In another embodiment, the compatibility icon may be presented as a rating, showing how compatible the other user is, perhaps on a scale such as 1 to 10, using a color-coding system, or by presenting one icon from a plurality of icons that represent the “strength scale” for potential matches. The compatibility icons may be replaced or enhanced by text, color, graphics, sounds, or video. The display of the usernames may also be altered, in various ways, for example by displaying them in different colors, sizes, or fonts, according to the compatibility ranking.
In yet another embodiment, the display of usernames is not altered or enhanced in any way. Instead, a separate element in the graphical user interface, such as separate list or pop-up window shows which users are potential relationship matches.
In another embodiment, the matching system does not render any indication of relationship compatibility within the discussion forums, but still allows a logged in user to determine whether there is a relationship match with other users by clicking on usernames to view user profiles, or by searching for relationship matches via a database query. When a profile of another user is viewed, the matching system automatically indicates whether there is a relationship match, based on the information in the profiles of the logged in user and the user being viewed.
Controlling Abusive Users
The matching system provides a discussion forums that are user friendly for a vast majority of the user population by employing a new technique to discourage so called “trolls”, bad language, controlling type personalities, sycophants, and otherwise abusive users. This is accomplished by giving each participant an opportunity to report on the online behavior of other users. In the preferred embodiment, this allows the user to press a button associated with a given comment or posting of another user for the purpose of submitting a report on that user's behavior. The reporting user can then classify the behavior using a number of categories such as offensive, insincere, etc.
The system counts the total number of negative reports submitted on an individual user and if it goes over a threshold limit, then the user community will be informed of that person's behavioral pattern. In the preferred embodiment this involves publicly displaying on the service's home page a list of such users, including an indication of the dominant type of behavior other users have reported about them. An icon is also displayed next to a user's username indicating the type of behavior the user has been most frequently reported for.
As one way to safeguard the reporting system from being abused, each report is stored with the reporting user's network address, such as their IP address on the Internet, and their username. Multiple reports coming from an individual usemame, or network address are subject to scrutiny by the service administrators, who can make a determination about the sincerity of the reporting user. The administrators have the option to remove any reports they deem as invalid, and can also block a given user or network address from submitting further reports.
Since no one wants to be labeled a sycophant, a troll, control freak, or verbal abuser, the community of users is largely self-policed. People who make the list of abusive users repeatedly can be warned and ultimately banned from the service.

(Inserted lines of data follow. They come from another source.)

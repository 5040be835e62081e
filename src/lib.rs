//! # Routewarden
//!
//! **Routewarden** is a conflict-aware HTTP route registry and dispatcher.
//! Routes are registered once at startup under named application roots;
//! overlapping registrations (two applications claiming the same path, or
//! two handlers on one path) are deliberately accepted, recorded exactly
//! once as conflict groups, and resolved deterministically on every
//! request.
//!
//! ## Architecture
//!
//! - **[`template`]** - path template parsing, compiled matchers, overlap
//!   detection
//! - **[`media`]** - media type parsing and ranked wildcard-aware matching
//! - **[`registry`]** - the builder, the frozen registry, resolution, and
//!   conflict records
//! - **[`dispatcher`]** - handler-id to handler-function dispatch with
//!   panic recovery
//! - **[`manifest`]** - declarative YAML/JSON route manifests
//! - **[`cli`]** - the `routewarden-lint` command
//!
//! ## Design
//!
//! The registry follows a build-then-freeze pattern: registration is
//! single-threaded and happens before traffic, resolution takes `&self`
//! against immutable data and needs no locks. Overlap bookkeeping runs at
//! registration time, so ambiguity on the request path costs one linear
//! candidate scan and never re-logs: one warning per conflict group for
//! the lifetime of the registry, however many requests hit the ambiguous
//! path. Ambiguity is informational: an ambiguous request still resolves
//! to exactly one handler, picked by a three-stage tie-break (most literal
//! segments, best media match, earliest registration).
//!
//! ## Quick start
//!
//! ```
//! use http::Method;
//! use routewarden::{MediaType, RegistryBuilder};
//!
//! # fn main() -> Result<(), Box<dyn std::error::Error>> {
//! let text: MediaType = "text/plain".parse()?;
//!
//! let mut builder = RegistryBuilder::new();
//! builder.register("store", "/pets/{id}", Method::GET, &[text.clone()], "get_pet")?;
//! let registry = builder.freeze();
//!
//! let result = registry.resolve("/pets/42", &Method::GET, &[text])?;
//! assert_eq!(result.route.handler_name, "get_pet");
//! assert_eq!(result.get_path_param("id"), Some("42"));
//! assert!(!result.ambiguous);
//! assert_eq!(registry.conflict_count(), 0);
//! # Ok(())
//! # }
//! ```

pub mod cli;
pub mod dispatcher;
pub mod ids;
pub mod manifest;
pub mod media;
pub mod registry;
pub mod runtime_config;
pub mod template;

pub use dispatcher::{DispatchError, Dispatcher, HandlerRequest, HandlerResponse};
pub use manifest::{build_registry, load_manifest, Manifest, ManifestIssue};
pub use media::{MatchQuality, MediaType, MediaTypeError};
pub use registry::{
    ConflictId, ConflictKind, ConflictRecord, MatchResult, RegistryBuilder, RegistryError,
    ResolveError, RouteRegistry, RouteTemplate,
};
pub use runtime_config::RegistryConfig;
pub use template::{ParamVec, PathTemplate, TemplateError};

Matching System High Level Overview—
Exemplary Graphical User Interface—
For each username displayed 270A-C, the matching system determines if there is a relationship match between the logged in user and the username being displayed. Wherever relationship matches are found, compatibility icons are displayed to inform the logged in user of these matches. For example, username Mary 270B is found to be compatible for a friendship relationship with the logged in user Jane 250. Hence, a compatibility icon for friendship 310 is shown next to Mary's username 270B. Likewise, username Steve 270C is found to be compatible for a romantic relationship with Jane 250, and a compatibility icon for dating 320 is shown next to Steve's username 270C.
Furthermore, it may be that the user who posted a topic is not a compatible match, but someone who posted a comment for the topic is a match. In this case it is desirable to inform the logged in user that one of the comments may be of interest since it was submitted to someone who is a match. In this case a compatibility icon is displayed next to the comments indicator 300A-C. For example, username Frank 270A is not a compatible match for Jane 250, however someone who posted a comment to Frank's topic is a match for a dating relationship. Therefore, the dating icon 330 is shown next to the comments indicator for Frank's topic 300A. In a similar fashion, both friendship and dating icons 340 are shown next to the comments indicator for Steve's topic 300C. By clicking on the comment link, the user can display all the comments to discover who the potential relationship match is, and may then read that user's comment.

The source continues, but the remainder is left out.